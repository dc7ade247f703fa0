use super::*;
use crate::config::GameConfig;
use std::sync::Arc;
use std::thread;

fn assert_invariants(pet: &Pet) {
    assert!(pet.health <= pet.max_health);
    assert!(pet.actions.len() <= HISTORY_LIMIT);
    if pet.mood == Mood::Dead {
        assert_eq!(pet.health, 0);
    }
    if pet.health == 0 {
        assert_eq!(pet.mood, Mood::Dead);
    }
}

#[test]
fn test_initial_pet() {
    let state = GameState::default();
    let pet = state.snapshot();

    assert_eq!(pet.name, "Jankypet");
    assert_eq!(pet.health, 50);
    assert_eq!(pet.max_health, 100);
    assert_eq!(pet.mood, Mood::Neutral);
    assert!(pet.actions.is_empty());
}

#[test]
fn test_feed_heals_and_makes_happy() {
    let state = GameState::default();

    let msg = state.feed("alice");
    assert_eq!(msg, "You fed Jankypet!");

    let pet = state.snapshot();
    assert_eq!(pet.health, 50 + FEED_AMOUNT);
    assert_eq!(pet.mood, Mood::Happy);
    assert_eq!(pet.actions.back().unwrap().kind, ActionKind::Fed);
    assert_eq!(pet.actions.back().unwrap().user, "alice");
}

#[test]
fn test_feed_clamps_to_max_health() {
    let state = GameState::default();
    for _ in 0..10 {
        state.feed("alice");
    }
    assert_eq!(state.snapshot().health, 100);
}

#[test]
fn test_feed_revives_dead_pet() {
    let state = GameState::default();
    state.set_health(0);

    let msg = state.feed("bob");
    assert_eq!(msg, "You revived Jankypet!");

    let pet = state.snapshot();
    assert_eq!(pet.health, REVIVE_HEALTH);
    assert_eq!(pet.mood, Mood::Revived);
    assert_eq!(pet.actions.back().unwrap().kind, ActionKind::Revived);
}

#[test]
fn test_revive_after_fatal_hit_always_yields_thirty() {
    let state = GameState::default();
    state.set_health(100);
    for _ in 0..5 {
        state.strike("mallory");
    }
    assert!(state.snapshot().is_dead());

    state.feed("alice");
    let pet = state.snapshot();
    assert_eq!(pet.health, 30);
    assert_eq!(pet.mood, Mood::Revived);
}

#[test]
fn test_caress_sets_content_unless_happy() {
    let state = GameState::default();

    assert_eq!(state.caress("alice"), "You petted Jankypet!");
    let pet = state.snapshot();
    assert_eq!(pet.health, 50 + CARESS_AMOUNT);
    assert_eq!(pet.mood, Mood::Content);
    assert_eq!(pet.actions.back().unwrap().kind, ActionKind::Petted);

    state.feed("alice");
    state.caress("alice");
    assert_eq!(state.snapshot().mood, Mood::Happy);
}

#[test]
fn test_caress_dead_pet_is_noop() {
    let state = GameState::default();
    state.set_health(0);
    let mut rx = state.subscribe("watcher");

    assert_eq!(state.caress("alice"), "Can't pet a dead pet!");

    let pet = state.snapshot();
    assert_eq!(pet.health, 0);
    assert!(pet.actions.is_empty());
    assert!(rx.try_recv().is_err());
}

#[test]
fn test_strike_survivable() {
    let state = GameState::default();

    assert_eq!(state.strike("mallory"), "You hit Jankypet! 😢");
    let pet = state.snapshot();
    assert_eq!(pet.health, 50 - STRIKE_DAMAGE);
    assert_eq!(pet.mood, Mood::Angry);
    assert_eq!(pet.actions.back().unwrap().kind, ActionKind::Hit);
}

#[test]
fn test_strike_at_fifteen_kills() {
    let state = GameState::default();
    state.set_health(15);

    assert_eq!(state.strike("mallory"), "You killed Jankypet! 💀");
    let pet = state.snapshot();
    assert_eq!(pet.health, 0);
    assert_eq!(pet.mood, Mood::Dead);
    assert_eq!(pet.actions.back().unwrap().kind, ActionKind::Killed);
}

#[test]
fn test_strike_at_exactly_twenty_kills() {
    let state = GameState::default();
    state.set_health(20);

    state.strike("mallory");
    let pet = state.snapshot();
    assert_eq!(pet.health, 0);
    assert_eq!(pet.actions.back().unwrap().kind, ActionKind::Killed);
}

#[test]
fn test_strike_dead_pet_is_noop() {
    let state = GameState::default();
    state.set_health(0);
    let mut rx = state.subscribe("watcher");

    assert_eq!(state.strike("mallory"), "Stop! It's already dead!");
    assert!(state.snapshot().actions.is_empty());
    assert!(rx.try_recv().is_err());
}

#[test]
fn test_actions_broadcast_with_message() {
    let state = GameState::default();
    let mut rx = state.subscribe("watcher");

    state.feed("alice");
    state.caress("bob");
    state.strike("carol");

    let fed = rx.try_recv().unwrap();
    assert_eq!(fed.message.as_deref(), Some("alice fed Jankypet!"));
    assert_eq!(fed.pet.health, 65);

    let petted = rx.try_recv().unwrap();
    assert_eq!(petted.message.as_deref(), Some("bob petted Jankypet!"));

    let hit = rx.try_recv().unwrap();
    assert_eq!(hit.message.as_deref(), Some("carol hit Jankypet!"));
    assert_eq!(hit.pet.health, 50);
}

#[test]
fn test_revive_broadcast_message() {
    let state = GameState::default();
    state.set_health(0);
    let mut rx = state.subscribe("watcher");

    state.feed("alice");
    let update = rx.try_recv().unwrap();
    assert_eq!(update.message.as_deref(), Some("alice revived Jankypet!"));
}

#[test]
fn test_fatal_hit_broadcasts_hit_message() {
    let state = GameState::default();
    state.set_health(10);
    let mut rx = state.subscribe("watcher");

    state.strike("mallory");
    let update = rx.try_recv().unwrap();
    assert_eq!(update.message.as_deref(), Some("mallory hit Jankypet!"));
    assert!(update.pet.is_dead());
}

#[test]
fn test_snapshot_is_independent_copy() {
    let state = GameState::default();
    let before = state.snapshot();

    state.feed("alice");

    assert_eq!(before.health, 50);
    assert!(before.actions.is_empty());
}

#[test]
fn test_history_bounded_to_most_recent() {
    let state = GameState::default();
    for i in 0..12 {
        state.caress(&format!("user_{}", i));
    }

    let pet = state.snapshot();
    assert_eq!(pet.actions.len(), HISTORY_LIMIT);
    let users: Vec<&str> = pet.actions.iter().map(|a| a.user.as_str()).collect();
    assert_eq!(users, vec!["user_7", "user_8", "user_9", "user_10", "user_11"]);
}

#[test]
fn test_decay_tick_mood_thresholds() {
    let state = GameState::default();

    state.set_health(41);
    state.feed("alice");
    state.set_health(41);
    let pet = state.decay_tick();
    assert_eq!(pet.health, 40);
    assert_eq!(pet.mood, Mood::Happy);

    let pet = state.decay_tick();
    assert_eq!(pet.health, 39);
    assert_eq!(pet.mood, Mood::Sad);

    state.set_health(20);
    let pet = state.decay_tick();
    assert_eq!(pet.health, 19);
    assert_eq!(pet.mood, Mood::Dying);
}

#[test]
fn test_decay_tick_death_and_no_further_decay() {
    let state = GameState::default();
    state.set_health(1);

    let pet = state.decay_tick();
    assert_eq!(pet.health, 0);
    assert_eq!(pet.mood, Mood::Dead);
    let died = pet.actions.back().unwrap();
    assert_eq!(died.kind, ActionKind::Died);
    assert_eq!(died.user, SYSTEM_USER);

    let pet = state.decay_tick();
    assert_eq!(pet.health, 0);
    assert_eq!(pet.actions.len(), 1);
}

#[test]
fn test_unsubscribe_twice_is_noop() {
    let state = GameState::default();
    let _rx = state.subscribe("alice");
    assert_eq!(state.connected_users(), vec!["alice"]);

    state.unsubscribe("alice");
    state.unsubscribe("alice");
    state.unsubscribe("never-subscribed");

    assert!(state.connected_users().is_empty());
    assert_eq!(state.subscriber_count(), 0);
}

#[test]
fn test_unsubscribe_closes_channel() {
    let state = GameState::default();
    let mut rx = state.subscribe("alice");
    state.feed("bob");
    state.unsubscribe("alice");

    // Queued updates drain, then the channel reports closed
    assert!(rx.try_recv().is_ok());
    assert!(matches!(
        rx.try_recv(),
        Err(tokio::sync::mpsc::error::TryRecvError::Disconnected)
    ));
}

#[test]
fn test_resubscribe_replaces_and_closes_previous_channel() {
    let state = GameState::default();
    let mut first = state.subscribe("alice");
    let mut second = state.subscribe("alice");

    assert_eq!(state.subscriber_count(), 1);
    assert!(matches!(
        first.try_recv(),
        Err(tokio::sync::mpsc::error::TryRecvError::Disconnected)
    ));

    state.feed("bob");
    assert!(second.try_recv().is_ok());
}

#[test]
fn test_slow_subscriber_does_not_block_others() {
    let state = GameState::default();
    let _stalled = state.subscribe("stalled");
    let mut active = state.subscribe("active");

    for _ in 0..(SUBSCRIBER_CAPACITY * 3) {
        state.caress("alice");
        // Active reader keeps up; the stalled one never reads
        assert!(active.try_recv().is_ok());
    }

    let report = state.broadcast(GameUpdate {
        pet: state.snapshot(),
        message: None,
    });
    assert_eq!(report, FanOutReport { delivered: 1, dropped: 1 });
}

#[test]
fn test_concurrent_feed_and_hit() {
    let state = Arc::new(GameState::default());
    let mut handles = vec![];

    for i in 0..10 {
        let state_clone = Arc::clone(&state);
        let handle = thread::spawn(move || {
            let user = format!("user_{}", i);
            if i % 2 == 0 {
                state_clone.feed(&user);
            } else {
                state_clone.strike(&user);
            }
            assert_invariants(&state_clone.snapshot());
        });
        handles.push(handle);
    }

    for handle in handles {
        handle.join().unwrap();
    }

    let pet = state.snapshot();
    assert_invariants(&pet);
    assert_eq!(pet.actions.len(), HISTORY_LIMIT);
}

#[test]
fn test_concurrent_pair_records_both_actions() {
    let state = Arc::new(GameState::default());

    let feeder = {
        let state = Arc::clone(&state);
        thread::spawn(move || state.feed("alice"))
    };
    let hitter = {
        let state = Arc::clone(&state);
        thread::spawn(move || state.strike("mallory"))
    };
    feeder.join().unwrap();
    hitter.join().unwrap();

    let pet = state.snapshot();
    assert_eq!(pet.health, 45);
    assert_eq!(pet.actions.len(), 2);
    let users: Vec<&str> = pet.actions.iter().map(|a| a.user.as_str()).collect();
    assert!(users.contains(&"alice"));
    assert!(users.contains(&"mallory"));
}

#[test]
fn test_concurrent_mixed_operations_keep_invariants() {
    let state = Arc::new(GameState::new(&GameConfig::default()));
    let mut handles = vec![];

    for i in 0..8 {
        let state_clone = Arc::clone(&state);
        handles.push(thread::spawn(move || {
            let user = format!("user_{}", i);
            let _rx = state_clone.subscribe(&user);
            for step in 0..50 {
                match (i + step) % 4 {
                    0 => {
                        state_clone.feed(&user);
                    }
                    1 => {
                        state_clone.caress(&user);
                    }
                    2 => {
                        state_clone.strike(&user);
                    }
                    _ => {
                        state_clone.decay_tick();
                    }
                }
                assert_invariants(&state_clone.snapshot());
            }
            state_clone.unsubscribe(&user);
        }));
    }

    for handle in handles {
        handle.join().unwrap();
    }

    assert_invariants(&state.snapshot());
    assert!(state.connected_users().is_empty());
}

#[test]
fn test_unsubscribe_if_current_keeps_takeover() {
    let state = GameState::default();
    let old_rx = state.subscribe("alice");
    let mut new_rx = state.subscribe("alice");

    assert!(!state.unsubscribe_if_current("alice", &old_rx));
    assert_eq!(state.connected_users(), vec!["alice"]);
    assert!(!new_rx.is_closed());

    state.feed("bob");
    assert!(new_rx.try_recv().is_ok());
}

#[test]
fn test_unsubscribe_if_current_removes_live_channel() {
    let state = GameState::default();
    let rx = state.subscribe("alice");

    assert!(state.unsubscribe_if_current("alice", &rx));
    assert!(state.connected_users().is_empty());
    assert!(rx.is_closed());
    assert!(!state.unsubscribe_if_current("alice", &rx));
}

#[test]
fn test_concurrent_takeover_and_close_keeps_new_session() {
    for _ in 0..200 {
        let state = Arc::new(GameState::default());
        let old_rx = state.subscribe("alice");

        let state_clone = Arc::clone(&state);
        let takeover = thread::spawn(move || state_clone.subscribe("alice"));

        state.unsubscribe_if_current("alice", &old_rx);
        let new_rx = takeover.join().unwrap();

        assert!(!new_rx.is_closed());
        assert_eq!(state.connected_users(), vec!["alice"]);
    }
}

#[test]
fn test_outcome_pet_reflects_own_action_under_contention() {
    let state = Arc::new(GameState::default());
    let mut handles = vec![];

    for i in 0..8 {
        let state_clone = Arc::clone(&state);
        handles.push(thread::spawn(move || {
            let user = format!("user_{}", i);
            for step in 0..50 {
                if (i + step) % 2 == 0 {
                    let outcome = state_clone.feed_outcome(&user);
                    let last = outcome.pet.actions.back().unwrap();
                    assert_eq!(last.user, user);
                    assert!(matches!(last.kind, ActionKind::Fed | ActionKind::Revived));
                    assert_invariants(&outcome.pet);
                } else {
                    let outcome = state_clone.strike_outcome(&user);
                    assert_invariants(&outcome.pet);
                    if outcome.message.starts_with("Stop!") {
                        assert!(outcome.pet.is_dead());
                    } else {
                        let last = outcome.pet.actions.back().unwrap();
                        assert_eq!(last.user, user);
                        assert!(matches!(last.kind, ActionKind::Hit | ActionKind::Killed));
                    }
                }
            }
        }));
    }

    for handle in handles {
        handle.join().unwrap();
    }
}

#[test]
fn test_rejected_outcome_returns_current_pet() {
    let state = GameState::default();
    state.set_health(0);

    let outcome = state.caress_outcome("alice");
    assert_eq!(outcome.message, "Can't pet a dead pet!");
    assert_eq!(outcome.pet.mood, Mood::Dead);
    assert!(outcome.pet.actions.is_empty());
}

#[test]
fn test_zero_initial_health_starts_dead() {
    let config = GameConfig {
        initial_health: 0,
        ..GameConfig::default()
    };
    let state = GameState::new(&config);

    assert_invariants(&state.snapshot());
    assert_eq!(state.caress("alice"), "Can't pet a dead pet!");
    assert_eq!(state.feed("alice"), "You revived Jankypet!");
}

**TRY IT:** For the string "spawn", count the lines of the entries above that include it; answer with the number only.

**ANSWER FOR THE TASK:** 6